Assembly Speaker Carl Heastie (D-Bronx) stands with fellow lawmakers in...

Assembly Speaker Carl Heastie (D-Bronx) stands with fellow lawmakers in the Assembly Chamber at the Capitol in Albany after being elected to the position on Feb. 3, 2015. Credit: AP / Mike Groll

(Updates with comment from Sen. Stewart-Cousins)

Assembly Speaker Carl Heastie on Tuesday said he’d be willing to have the leader of the minority party Republicans join him in “three men in a room” negotiations over the $149.9 billion state budget, but it’s up to Gov. Andrew M. Cuomo who gets into those closed-door talks.

“The governor is the person who invites people to the meetings,” Heastie said in his news conference on the budget. “You should ask the governor those questions.”

When Cuomo last month was asked the same question about transparency in the budget process, the governor told reporters: “It’s up to the Legislature who they want to invite.”

"All legislative leaders should be part of budget discussions,” said Assembly Minority Leader Brian Kolb (R-Canandaigua). "The governor needs to be more inclusive. Every New Yorker deserves to have their voice heard at the table.”

Cuomo had no comment.

Good-government advocates have long criticized the "three men in a room” talks that allows leaders to take positions and make trade-offs that don’t have to be made public, while deciding to spend billions of taxpayer dollars.

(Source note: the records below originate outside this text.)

use super::*;

/// Bits the NMOS forces in A before ANE and LXA. Chips disagree, 0xEE is
/// the most common value.
pub(super) const MAGIC: u8 = 0xee;

/// # ANE - (A | MAGIC) & X & M (undocumented, unstable)
pub fn ane(cpu: &mut CPU, cpu_instruction: &CPUInstruction) -> Result<LogLine> {
    let byte = cpu.read_operand(cpu_instruction);
    let result = (cpu.registers.accumulator | MAGIC) & cpu.registers.register_x & byte;
    cpu.registers.accumulator = load(&mut cpu.registers, result);

    Ok(LogLine::new(
        cpu_instruction,
        format!(
            "[A=0x{:02x}][S={}]",
            cpu.registers.accumulator,
            cpu.registers.format_status()
        ),
    ))
}

#[cfg(test)]
mod tests {
    use crate::cpu_instruction::cpu_instruction::tests::get_stuff;

    #[test]
    fn test_ane() {
        let mut cpu = get_stuff(0x1000, &[0x8b, 0xff]);
        cpu.registers.register_x = 0xff;
        let log_line = cpu.step().unwrap();
        assert_eq!("ANE".to_owned(), log_line.mnemonic);
        assert_eq!(0xee, cpu.registers.accumulator);
        assert!(cpu.registers.n_flag_is_set());
        assert_eq!(2, log_line.cycles);
    }
}
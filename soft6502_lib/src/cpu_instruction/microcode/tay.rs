use super::*;

pub fn tay(cpu: &mut CPU, cpu_instruction: &CPUInstruction) -> Result<LogLine> {
    let byte = cpu.registers.accumulator;
    cpu.registers.register_y = load(&mut cpu.registers, byte);

    Ok(LogLine::new(
        cpu_instruction,
        format!(
            "[Y=0x{:02x}][S={}]",
            cpu.registers.register_y,
            cpu.registers.format_status()
        ),
    ))
}

#[cfg(test)]
mod tests {
    use crate::cpu_instruction::cpu_instruction::tests::get_stuff;

    #[test]
    fn test_tay() {
        let mut cpu = get_stuff(0x1000, &[0xa8]);
        cpu.registers.register_y = 0x12;
        let log_line = cpu.step().unwrap();
        assert_eq!("TAY".to_owned(), log_line.mnemonic);
        assert_eq!(0x00, cpu.registers.register_y);
        assert!(cpu.registers.z_flag_is_set());
        assert_eq!(2, log_line.cycles);
    }
}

In the Senate, Majority Leader Dean Skelos (R-Rockville Centre) is partnering with Sen. Jeff Klein (D-Bronx), who leads the five members of the breakaway Independent Democratic Conference. Senate Democratic leader Andrea Stewart-Cousins -- who represents far more Democrats -- isn’t allowed in the negotiations in Cuomo’s office.

"All leaders should be ?included," said Stewart-Cousins. "The more diversity and light we can shine on this process the better it is for everyone."

The Albany tradition doesn’t allow the Assembly’s Republican minority or the Senate’s Democratic minority conference to have a seat at the budget hearings even though those conferences represent millions of New Yorkers.

Heastie (D-Bronx) also defended the budget process, noting he represents the views of his Democratic conference determined in their own closed-door meetings. He also noted that the Assembly and Senate hold public budget hearings in which advocates and lobbyists can make cases for specific spending.

“It would be almost impossible to try to negotiate everything in public,” he said.